Il primo, Zelig, è uno show ripiegato su se stesso. Andava forte dieci anni fa, quando era irriverente e lo spettatore non sapeva cosa aspettarsi: adesso s'è imborghesito, assestandosi pericolosamente sui livelli di Colorado. E' diventato "istituzionale", che è la cosa peggiore che possa capitare ad un programma comico. Far ridere è una delle cose più difficili, lo sappiamo tutti, ma diventa arduo se non ci si rinnova. Le battute di Bisio sulla calvizie son come le gag del terùn di Aldo, Giovanni e Giacomo: simpatiche, sì, però ad un certo punto cheppalle. Spostandosi su Canale 5, Zelig è finito in un imbuto: ha dovuto adeguarsi ed abbassare i toni, proponendo un umorismo sempre più stereotipato, rassicurante e conformista, estremamente distante da ciò che dovrebbe essere la vera comicità.
Il secondo, Attenti a Quei Due, ha un'impostazione talmente vecchia che perfino Giulio Cesare e Cleopatra si sono alzati dalle tombe ed han dichiarato: "Ehi, 'sta roba l'abbiam già vista". Classico - che - più - classico - non - si - può. Davvero inconcepibile che nel 2012 vengano nuovamente proposti show di questo tipo, basati sulla vincita di elettrodomestici (che fa tanto anni '80: la Crisi si sente un casino) e sull'ospite e la sua storia, con domande fatte e strafatte milioni di volte. "Come andavi a scuola, caro amico vip?" Ma chi se ne frega? Che ci racconti, semmai, gli aneddoti più bizzarri della sua carriera, se ancora ne ha. Senza contare gli immancabili momenti pseudo-trash, con la Clerici che canta la versione lirica de Le Tagliatelle di Nonna Pina.

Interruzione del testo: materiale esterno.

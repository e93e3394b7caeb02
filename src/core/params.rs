use serde::{Deserialize, Serialize};

use crate::core::export::DEFAULT_MAX_PIXELS;
use crate::core::processing::colorize::VisParams;
use crate::core::processing::mask::ThresholdParams;
use crate::core::raster::GridSpec;
use crate::core::region::{BoundingBox, DateRange};
use crate::error::{Error, Result};

/// Names of the spectral bands the index is derived from.
#[derive(Debug, Clone, PartialEq, Serialize, Deserialize)]
pub struct BandSelection {
    #[serde(default = "default_red")]
    pub red: String,
    #[serde(default = "default_nir")]
    pub nir: String,
}

fn default_red() -> String {
    "R".to_string()
}

fn default_nir() -> String {
    "N".to_string()
}

impl Default for BandSelection {
    fn default() -> Self {
        Self {
            red: default_red(),
            nir: default_nir(),
        }
    }
}

/// Export pre-flight settings.
#[derive(Debug, Clone, PartialEq, Serialize, Deserialize)]
#[serde(default)]
pub struct ExportParams {
    /// Meters per output pixel
    pub scale: f64,
    pub max_pixels: u64,
    pub description: String,
}

impl Default for ExportParams {
    fn default() -> Self {
        Self {
            scale: 10.0,
            max_pixels: DEFAULT_MAX_PIXELS * 1000,
            description: "CanopyDiff".to_string(),
        }
    }
}

/// Change-detection parameters suitable for config files.
///
/// Region and epochs are required; everything else has a default.
#[derive(Debug, Clone, PartialEq, Serialize, Deserialize)]
pub struct ChangeParams {
    /// Archive collection the tiles are drawn from
    #[serde(default = "default_archive")]
    pub archive: String,
    pub region: BoundingBox,
    pub earlier: DateRange,
    pub later: DateRange,
    #[serde(default)]
    pub bands: BandSelection,
    /// Working grid resolution in region units (degrees)
    #[serde(default = "default_pixel_size")]
    pub pixel_size: f64,
    /// Largest working grid, in pixels, a run may allocate
    #[serde(default = "default_max_grid_pixels")]
    pub max_grid_pixels: u64,
    /// Composite tiles oldest-first instead of in archive order
    #[serde(default)]
    pub order_by_acquisition: bool,
    #[serde(default)]
    pub threshold: ThresholdParams,
    #[serde(default = "VisParams::difference")]
    pub style: VisParams,
    #[serde(default)]
    pub export: ExportParams,
}

fn default_archive() -> String {
    "naip".to_string()
}

fn default_pixel_size() -> f64 {
    1e-4
}

fn default_max_grid_pixels() -> u64 {
    DEFAULT_MAX_GRID_PIXELS
}

/// Default ceiling on working-grid pixels.
pub const DEFAULT_MAX_GRID_PIXELS: u64 = 25_000_000;

impl ChangeParams {
    pub fn new(region: BoundingBox, earlier: DateRange, later: DateRange) -> Self {
        Self {
            archive: default_archive(),
            region,
            earlier,
            later,
            bands: BandSelection::default(),
            pixel_size: default_pixel_size(),
            max_grid_pixels: default_max_grid_pixels(),
            order_by_acquisition: false,
            threshold: ThresholdParams::default(),
            style: VisParams::difference(),
            export: ExportParams::default(),
        }
    }

    /// Working grid over `region` at `pixel_size`, checked against
    /// `max_grid_pixels` before anything is allocated.
    pub fn working_grid(&self) -> Result<GridSpec> {
        let grid = GridSpec::covering(&self.region, self.pixel_size)?;
        if grid.pixel_count() > self.max_grid_pixels {
            return Err(Error::PixelBudgetExceeded {
                estimated: grid.pixel_count(),
                ceiling: self.max_grid_pixels,
            });
        }
        Ok(grid)
    }
}

#[cfg(test)]
mod tests {
    use super::*;
    use crate::types::Comparison;

    #[test]
    fn minimal_config_gets_defaults() {
        let json = r#"{
            "region": [-75.28, 39.87, -74.96, 40.14],
            "earlier": {"start": "2017-01-01", "end": "2018-01-01"},
            "later": {"start": "2022-01-01", "end": "2024-01-01"}
        }"#;
        let params: ChangeParams = serde_json::from_str(json).unwrap();
        assert_eq!(params.bands, BandSelection::default());
        assert_eq!(params.pixel_size, 1e-4);
        assert_eq!(params.max_grid_pixels, DEFAULT_MAX_GRID_PIXELS);
        assert!(!params.order_by_acquisition);
        assert_eq!(params.threshold.value, 0.0);
        assert_eq!(params.threshold.comparison, Comparison::GreaterOrEqual);
        assert_eq!(params.style, VisParams::difference());
        assert_eq!(params.export.scale, 10.0);
        assert_eq!(params.export.max_pixels, 100_000_000_000);
        assert_eq!(params.export.description, "CanopyDiff");
    }

    #[test]
    fn overrides_and_validation() {
        let json = r#"{
            "archive": "ortho",
            "region": [0, 0, 1, 1],
            "earlier": {"start": "2017-01-01", "end": "2018-01-01"},
            "later": {"start": "2022-01-01", "end": "2024-01-01"},
            "bands": {"nir": "NIR"},
            "threshold": {"value": 0.2, "comparison": "greater"},
            "style": {"palette": "red, black, green", "min": -1, "max": 1}
        }"#;
        let params: ChangeParams = serde_json::from_str(json).unwrap();
        assert_eq!(params.archive, "ortho");
        assert_eq!(params.bands.red, "R");
        assert_eq!(params.bands.nir, "NIR");
        assert_eq!(params.threshold.comparison, Comparison::Greater);
        assert_eq!(params.style.max(), 1.0);

        assert!(!params.order_by_acquisition);

        let inverted = json.replace("\"2018-01-01\"", "\"2016-01-01\"");
        assert!(serde_json::from_str::<ChangeParams>(&inverted).is_err());
        assert!(serde_json::from_str::<ChangeParams>(r#"{"region": [0, 0, 1, 1]}"#).is_err());
    }

    #[test]
    fn working_grid_respects_ceiling() {
        let mut params = ChangeParams::new(
            BoundingBox::new(-75.28, 39.87, -74.96, 40.14).unwrap(),
            DateRange::parse("2017-01-01", "2018-01-01").unwrap(),
            DateRange::parse("2022-01-01", "2024-01-01").unwrap(),
        );
        assert_eq!(params.working_grid().unwrap().shape(), (2700, 3200));

        params.pixel_size = 1e-5;
        assert!(matches!(
            params.working_grid(),
            Err(Error::PixelBudgetExceeded {
                estimated: 864_000_000,
                ceiling: DEFAULT_MAX_GRID_PIXELS,
            })
        ));

        params.pixel_size = 1e-300;
        assert!(matches!(
            params.working_grid(),
            Err(Error::PixelBudgetExceeded { .. })
        ));
    }
}
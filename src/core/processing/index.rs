//! Spectral index derivation.
use tracing::info;

use crate::core::processing::ops::normalized_diff_arrays;
use crate::core::raster::{Band, Raster};
use crate::error::Result;

/// Normalized difference of two bands:
///
/// `(band_a - band_b) / (band_a + band_b)`
///
/// Bounded to [-1, 1] for non-negative inputs. Pixels where the sum is zero or
/// either input is undefined are undefined in the output. The single output band
/// (and the raster) are named `label`.
pub fn normalized_difference(
    raster: &Raster,
    band_a: &str,
    band_b: &str,
    label: &str,
) -> Result<Raster> {
    let a = raster.require_band(band_a)?;
    let b = raster.require_band(band_b)?;
    let band = Band::new(label, normalized_diff_arrays(&a.data, &b.data));
    info!(
        "Derived {} = ({} - {}) / ({} + {}) from {}: {} of {} pixels defined",
        label,
        band_a,
        band_b,
        band_a,
        band_b,
        raster.name(),
        band.defined_count(),
        raster.grid().len()
    );
    Ok(Raster::from_band(label, *raster.grid(), band))
}

/// Normalized Difference Vegetation Index, `(NIR - Red) / (NIR + Red)`.
pub fn ndvi(raster: &Raster, nir: &str, red: &str, label: &str) -> Result<Raster> {
    normalized_difference(raster, nir, red, label)
}

#[cfg(test)]
mod tests {
    use super::*;
    use crate::core::raster::{GeoTransform, GridSpec};
    use crate::error::Error;
    use approx::assert_abs_diff_eq;
    use ndarray::array;

    fn two_band(r: ndarray::Array2<f64>, n: ndarray::Array2<f64>) -> Raster {
        let (rows, cols) = r.dim();
        let grid = GridSpec::new(GeoTransform::new(0.0, 0.0, 1.0, -1.0).unwrap(), rows, cols);
        Raster::new(
            "scene",
            grid,
            vec![Band::from_values("R", r), Band::from_values("N", n)],
        )
        .unwrap()
    }

    #[test]
    fn ndvi_matches_formula() {
        let raster = two_band(array![[10.0, 40.0], [0.0, 5.0]], array![[30.0, 10.0], [0.0, 5.0]]);
        let out = ndvi(&raster, "N", "R", "NDVI").unwrap();
        assert_eq!(out.name(), "NDVI");
        assert_eq!(out.band_names(), vec!["NDVI"]);
        assert_abs_diff_eq!(out.sample("NDVI", 0, 0).unwrap(), 0.5);
        assert_abs_diff_eq!(out.sample("NDVI", 0, 1).unwrap(), -0.6);
        assert_eq!(out.sample("NDVI", 1, 0), None);
        assert_abs_diff_eq!(out.sample("NDVI", 1, 1).unwrap(), 0.0);
        assert_eq!(out.grid(), raster.grid());
    }

    #[test]
    fn index_is_bounded_for_non_negative_bands() {
        let r = ndarray::Array2::from_shape_fn((8, 8), |(i, j)| (i * 37 + j * 11) as f64 % 17.0);
        let n = ndarray::Array2::from_shape_fn((8, 8), |(i, j)| (i * 5 + j * 23) as f64 % 13.0);
        let out = ndvi(&two_band(r.clone(), n.clone()), "N", "R", "NDVI").unwrap();
        for ((idx, v), (&rv, &nv)) in out
            .single_band()
            .unwrap()
            .data
            .indexed_iter()
            .zip(r.iter().zip(n.iter()))
        {
            match v {
                Some(v) => assert!((-1.0..=1.0).contains(v), "{idx:?} = {v}"),
                None => assert_eq!(rv + nv, 0.0, "{idx:?} undefined with nonzero sum"),
            }
        }
    }

    #[test]
    fn missing_band_is_an_error() {
        let raster = two_band(array![[1.0]], array![[2.0]]);
        assert!(matches!(
            ndvi(&raster, "NIR", "R", "NDVI"),
            Err(Error::MissingBand { .. })
        ));
    }
}
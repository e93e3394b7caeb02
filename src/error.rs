//! Crate-level error type and `Result` alias for stable, structured error handling.
//! Carries the semantic failures of each pipeline stage (region, dates, bands,
//! extents, geometry, pixel budget) and converts underlying I/O, TIFF and JSON errors.
use thiserror::Error;

pub type Result<T> = std::result::Result<T, Error>;

#[derive(Debug, Error)]
pub enum Error {
    #[error("Invalid region: {reason}")]
    InvalidRegion { reason: String },

    #[error("Invalid date range: start {start} must be before end {end}")]
    InvalidDateRange { start: String, end: String },

    #[error("Band mismatch: tile {tile} has bands [{found}], expected [{expected}]")]
    BandMismatch {
        tile: String,
        expected: String,
        found: String,
    },

    #[error("Extent mismatch: {earlier} vs {later}")]
    ExtentMismatch { earlier: String, later: String },

    #[error("Invalid geometry: {reason}")]
    GeometryInvalid { reason: String },

    #[error("Pixel budget exceeded: estimated {estimated} pixels, ceiling {ceiling}")]
    PixelBudgetExceeded { estimated: u64, ceiling: u64 },

    #[error("Band {band} not found in raster {raster}")]
    MissingBand { band: String, raster: String },

    #[error("Invalid argument: {arg}={value}")]
    InvalidArgument { arg: &'static str, value: String },

    #[error("Archive query failed: {0}")]
    Archive(String),

    #[error("I/O error: {0}")]
    Io(#[from] std::io::Error),

    #[error("TIFF error: {0}")]
    Tiff(#[from] tiff::TiffError),

    #[error("JSON error: {0}")]
    Json(#[from] serde_json::Error),

    #[error("External error: {0}")]
    External(String),
}

impl Error {
    pub fn external<E: std::fmt::Display>(e: E) -> Self {
        Error::External(e.to_string())
    }

    pub(crate) fn invalid_argument<V: std::fmt::Display>(arg: &'static str, value: V) -> Self {
        Error::InvalidArgument {
            arg,
            value: value.to_string(),
        }
    }
}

Il vero, enorme, ributtante problema di questa tv è che noi siamo qui ogni volta a ripetere le stesse identiche cose. Ogni anno c'è Zelig. Ogni anno c'è il Grande Fratello. Ogni anno c'è C'è Posta Per Te. Ogni anno c'è Sanremo. Ogni anno, ogni anno, ogni anno. Diobono, è un incubo. Una trasmissione fa successo? E alè, vanno avanti DIECI ANNI con minime variazioni sul tema, terrorizzati da un lato che la gente possa stufarsi subito e dall'altro che possa non apprezzare eventuali novità. Ma la televisione è prima di tutto spettacolo: a che diavolo serve se mi ripropone la banale routine quotidiana, fatta di orari prestabiliti, sketch telefonati e lunghi sbadigli? Annoiarmi per annoiarmi, mi basta la vita reale, con le bollette e le code alla posta e il traffico e i vicini rumorosi e i parenti serpenti e i colleghi d'ufficio.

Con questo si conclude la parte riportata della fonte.